## RECORDS TO USE
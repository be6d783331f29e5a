//! Telemetry configuration.

use serde::Deserialize;

/// Log output format.
#[derive(Debug, Clone, Copy, Default, PartialEq, Eq, Deserialize)]
#[serde(rename_all = "lowercase")]
pub enum LogFormat {
    /// Human-readable output (interactive use).
    #[default]
    Pretty,
    /// Structured JSON output (services, log shippers).
    Json,
}

impl LogFormat {
    /// Parse from string.
    pub fn parse(s: &str) -> Option<Self> {
        match s.to_lowercase().as_str() {
            "json" => Some(Self::Json),
            "pretty" => Some(Self::Pretty),
            _ => None,
        }
    }
}

/// Telemetry configuration.
#[derive(Debug, Clone, Deserialize)]
#[serde(default)]
pub struct TelemetryConfig {
    /// Service name, logged at debug level once logging starts (default: "portcullis").
    pub service_name: String,

    /// Log level filter (default: "warn"). `RUST_LOG` takes precedence.
    pub log_level: String,

    /// Log output format.
    pub log_format: LogFormat,
}

impl Default for TelemetryConfig {
    fn default() -> Self {
        Self {
            service_name: "portcullis".to_string(),
            log_level: "warn".to_string(),
            log_format: LogFormat::Pretty,
        }
    }
}

impl TelemetryConfig {
    /// Create a new telemetry config with default values.
    pub fn new() -> Self {
        Self::default()
    }

    /// Set the service name.
    pub fn with_service_name(mut self, name: impl Into<String>) -> Self {
        self.service_name = name.into();
        self
    }

    /// Set the log level.
    pub fn with_log_level(mut self, level: impl Into<String>) -> Self {
        self.log_level = level.into();
        self
    }

    /// Set the log format.
    pub fn with_log_format(mut self, format: LogFormat) -> Self {
        self.log_format = format;
        self
    }
}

## WORK ITEM
Every line in the data above has to be retyped exactly.

## ANSWER TO THIS EXERCISE
repository be6d783331f29e5a
//! Telemetry configuration.

use serde::Deserialize;

/// Log output format.
#[derive(Debug, Clone, Copy, Default, PartialEq, Eq, Deserialize)]
#[serde(rename_all = "lowercase")]
pub enum LogFormat {
    /// Human-readable output (interactive use).
    #[default]
    Pretty,
    /// Structured JSON output (services, log shippers).
    Json,
}

impl LogFormat {
    /// Parse from string.
    pub fn parse(s: &str) -> Option<Self> {
        match s.to_lowercase().as_str() {
            "json" => Some(Self::Json),
            "pretty" => Some(Self::Pretty),
            _ => None,
        }
    }
}

/// Telemetry configuration.
#[derive(Debug, Clone, Deserialize)]
#[serde(default)]
pub struct TelemetryConfig {
    /// Service name, logged at debug level once logging starts (default: "portcullis").
    pub service_name: String,

    /// Log level filter (default: "warn"). `RUST_LOG` takes precedence.
    pub log_level: String,

    /// Log output format.
    pub log_format: LogFormat,
}

impl Default for TelemetryConfig {
    fn default() -> Self {
        Self {
            service_name: "portcullis".to_string(),
            log_level: "warn".to_string(),
            log_format: LogFormat::Pretty,
        }
    }
}

impl TelemetryConfig {
    /// Create a new telemetry config with default values.
    pub fn new() -> Self {
        Self::default()
    }

    /// Set the service name.
    pub fn with_service_name(mut self, name: impl Into<String>) -> Self {
        self.service_name = name.into();
        self
    }

    /// Set the log level.
    pub fn with_log_level(mut self, level: impl Into<String>) -> Self {
        self.log_level = level.into();
        self
    }

    /// Set the log format.
    pub fn with_log_format(mut self, format: LogFormat) -> Self {
        self.log_format = format;
        self
    }
}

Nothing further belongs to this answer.